Scene
- Goal – A want of the character.
- Conflict – A disapproval, argument, fight, or wrong doing detection.
- Disaster – Not the sinking of the Titanic, but maybe just a mistake, incompletion, loss or inaccuracy.
Sequel
- Emotion – What was felt, and pain; where it was and how strong.
- Thought – The thinking and imagination that leads to darker places or similar.
- Decision – The act of working through the disaster and a resolution plan
- Action – The journey to the correction of the disaster.
A Scene and Sequel pair go together as the scene is the action that takes place. All fiction is about conflict, and there is conflict in every scene. It may just be that the protagonist just wants to find a book in a library or on Amazon store. The conflict could be that she just couldn’t find it, or it’s out of print, or it’s not available as an E-book or PDF. The Sequel is the reaction to the problem and the emotion. In a movie, the sequel is only transferred to the audience with facial expressions or visual changes in behaviour. In a novel, the sequel is an in-depth view of the internal emotional state of the character.
Events that take place such as going to the shops for some milk, getting a pint and returning home is not something that is worthy of a scene in a novel or movie. In a novel, it can be just stated that a character went to Waitrose for a pint of milk; bought it and returned home. This went entirely to plan. If the milk purchase is important to the story, then it can just take a sentence to inform the reader.
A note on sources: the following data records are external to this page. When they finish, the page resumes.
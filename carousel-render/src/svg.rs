//! Slide to SVG intermediate representation.
//!
//! Export is a faithful high-resolution re-render of the same scene graph
//! the editor draws: nodes are emitted in painter order (z-index ascending,
//! list order breaking ties) over the slide background, then rasterized by
//! the surface. Image sources that are local file paths are inlined as
//! base64 data URIs so rasterization never depends on the filesystem layout.

use std::fmt::Write;

use base64::engine::general_purpose::STANDARD as BASE64;
use base64::Engine as _;
use carousel_core::{Node, NodeKind, Size, Slide};

/// Line height multiplier for multi-line text blocks.
const LINE_HEIGHT: f64 = 1.25;

/// Render one slide to an SVG document string.
///
/// `canvas` is the logical slide size; `scale` is the supersampling factor.
/// The output raster is `canvas * scale` pixels while the view box keeps the
/// logical coordinate space, so node positions need no adjustment.
#[must_use]
#[allow(clippy::cast_possible_truncation, clippy::cast_sign_loss)]
pub fn slide_to_svg(slide: &Slide, canvas: Size, scale: f64) -> String {
    let out_w = (canvas.width * scale).max(1.0) as u32;
    let out_h = (canvas.height * scale).max(1.0) as u32;

    let mut svg = String::with_capacity(4096);
    let _ = write!(
        svg,
        "<svg xmlns=\"http://www.w3.org/2000/svg\" width=\"{out_w}\" height=\"{out_h}\" viewBox=\"0 0 {} {}\">",
        canvas.width, canvas.height,
    );

    let bg = escape_xml(&slide.background_color);
    let _ = write!(svg, "<rect width=\"100%\" height=\"100%\" fill=\"{bg}\"/>");

    if let Some(image) = &slide.background_image {
        let href = resolve_image_href(image);
        let _ = write!(
            svg,
            "<image x=\"0\" y=\"0\" width=\"{}\" height=\"{}\" preserveAspectRatio=\"xMidYMid slice\" href=\"{href}\"/>",
            canvas.width, canvas.height,
        );
    }

    for node in slide.painter_order() {
        render_node_svg(&mut svg, node);
    }

    svg.push_str("</svg>");
    svg
}

/// Render a single node to SVG.
fn render_node_svg(svg: &mut String, node: &Node) {
    match &node.kind {
        NodeKind::Text {
            content,
            font_size,
            font_family,
            fill_color,
            width,
            height,
            alignment,
            font_style,
            background_color,
        } => {
            let lines: Vec<&str> = content.split('\n').collect();
            let line_height = font_size * LINE_HEIGHT;

            if let Some(bg) = background_color {
                #[allow(clippy::cast_precision_loss)]
                let box_h = height.unwrap_or(line_height * lines.len() as f64);
                let box_w = width.unwrap_or(0.0);
                if box_w > 0.0 {
                    let _ = write!(
                        svg,
                        "<rect x=\"{}\" y=\"{}\" width=\"{box_w}\" height=\"{box_h}\" fill=\"{}\"/>",
                        node.position.x,
                        node.position.y,
                        escape_xml(bg),
                    );
                }
            }

            let (anchor, anchor_x) = match alignment {
                carousel_core::Alignment::Left => ("start", node.position.x),
                carousel_core::Alignment::Center => {
                    ("middle", node.position.x + width.unwrap_or(0.0) / 2.0)
                }
                carousel_core::Alignment::Right => {
                    ("end", node.position.x + width.unwrap_or(0.0))
                }
            };
            let weight = if font_style.bold { "bold" } else { "normal" };
            let style = if font_style.italic { "italic" } else { "normal" };
            let decoration = if font_style.underline {
                " text-decoration=\"underline\""
            } else {
                ""
            };

            for (i, line) in lines.iter().enumerate() {
                #[allow(clippy::cast_precision_loss)]
                let baseline = node.position.y + font_size + line_height * i as f64;
                let _ = write!(
                    svg,
                    "<text x=\"{anchor_x}\" y=\"{baseline}\" font-size=\"{font_size}\" \
                     font-family=\"{}\" fill=\"{}\" font-weight=\"{weight}\" \
                     font-style=\"{style}\" text-anchor=\"{anchor}\"{decoration}>{}</text>",
                    escape_xml(font_family),
                    escape_xml(fill_color),
                    escape_xml(line),
                );
            }
        }

        NodeKind::Image {
            source_reference,
            size,
            opacity,
            rotation,
        } => {
            let href = resolve_image_href(source_reference);
            let mut attrs = String::new();
            if let Some(opacity) = opacity {
                let _ = write!(attrs, " opacity=\"{opacity}\"");
            }
            if let Some(degrees) = rotation {
                let cx = node.position.x + size.width / 2.0;
                let cy = node.position.y + size.height / 2.0;
                let _ = write!(attrs, " transform=\"rotate({degrees} {cx} {cy})\"");
            }
            let _ = write!(
                svg,
                "<image x=\"{}\" y=\"{}\" width=\"{}\" height=\"{}\"{attrs} href=\"{href}\"/>",
                node.position.x, node.position.y, size.width, size.height,
            );
        }
    }
}

/// Turn an image source into an SVG-safe href.
///
/// Data URIs and URLs pass through; anything else is treated as a local
/// file path and inlined as base64. A source that fails to load is logged
/// and replaced with an empty href, degrading that node rather than
/// aborting the capture.
fn resolve_image_href(source: &str) -> String {
    if source.starts_with("data:") || source.starts_with("http://") || source.starts_with("https://")
    {
        return escape_xml(source);
    }

    match std::fs::read(source) {
        Ok(bytes) => {
            let mime = mime_for_path(source);
            format!("data:{mime};base64,{}", BASE64.encode(bytes))
        }
        Err(e) => {
            tracing::warn!("Failed to load image source {source:?}, rendering degraded: {e}");
            String::new()
        }
    }
}

/// Guess a mime type from the file extension, defaulting to PNG.
fn mime_for_path(path: &str) -> &'static str {
    match path.rsplit('.').next().map(str::to_ascii_lowercase) {
        Some(ext) if ext == "jpg" || ext == "jpeg" => "image/jpeg",
        Some(ext) if ext == "webp" => "image/webp",
        Some(ext) if ext == "gif" => "image/gif",
        Some(ext) if ext == "svg" => "image/svg+xml",
        _ => "image/png",
    }
}

/// Escape special XML characters.
fn escape_xml(input: &str) -> String {
    input
        .replace('&', "&amp;")
        .replace('<', "&lt;")
        .replace('>', "&gt;")
        .replace('"', "&quot;")
        .replace('\'', "&apos;")
}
The Martian movie is an example of where The Martian novel shows a greater in-depth view of the emotions occurring to the protagonist; Mark Watney. Also, as the story is set in the reader’s imagination it is accurate to the laws of physics and biology. Where as the movie bends these laws to save money and don’t have to make new effects of living in a gravity much less than Earth, also Mark Watney is also a mechanic in the book.